//! Virtual key records from `/key/list`.

use serde::{Deserialize, Serialize};

use super::null_as_default;

/// A virtual API key issued by the proxy. `token` is the hashed key.
#[derive(Debug, Clone, PartialEq, Serialize, Deserialize)]
pub struct ApiKey {
    pub token: String,
    #[serde(default)]
    pub key_alias: Option<String>,
    /// Abbreviated form of the secret, e.g. `sk-...abcd`.
    #[serde(default)]
    pub key_name: Option<String>,
    #[serde(default)]
    pub spend: Option<f64>,
    #[serde(default)]
    pub max_budget: Option<f64>,
    #[serde(default)]
    pub team_id: Option<String>,
    #[serde(default)]
    pub user_id: Option<String>,
    #[serde(default)]
    pub expires: Option<String>,
    #[serde(default, deserialize_with = "null_as_default")]
    pub models: Vec<String>,
}

impl ApiKey {
    /// Alias, then abbreviated name, then the hashed token.
    pub fn display_name(&self) -> &str {
        [self.key_alias.as_deref(), self.key_name.as_deref()]
            .into_iter()
            .flatten()
            .find(|name| !name.is_empty())
            .unwrap_or(&self.token)
    }
}

/// Envelope returned by `/key/list?return_full_object=true`.
#[derive(Debug, Clone, Deserialize)]
pub struct KeyListResponse {
    #[serde(default, deserialize_with = "null_as_default")]
    pub keys: Vec<ApiKey>,
}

★ ★ ★ ★ ★

### [Problem description]
Word for word, copy the line containing "pub fn display_name(&self)" and each line after it to the end of the records, and nothing besides.

### [Response area]
    pub fn display_name(&self) -> &str {
        [self.key_alias.as_deref(), self.key_name.as_deref()]
            .into_iter()
            .flatten()
            .find(|name| !name.is_empty())
            .unwrap_or(&self.token)
    }
}

/// Envelope returned by `/key/list?return_full_object=true`.
#[derive(Debug, Clone, Deserialize)]
pub struct KeyListResponse {
    #[serde(default, deserialize_with = "null_as_default")]
    pub keys: Vec<ApiKey>,
}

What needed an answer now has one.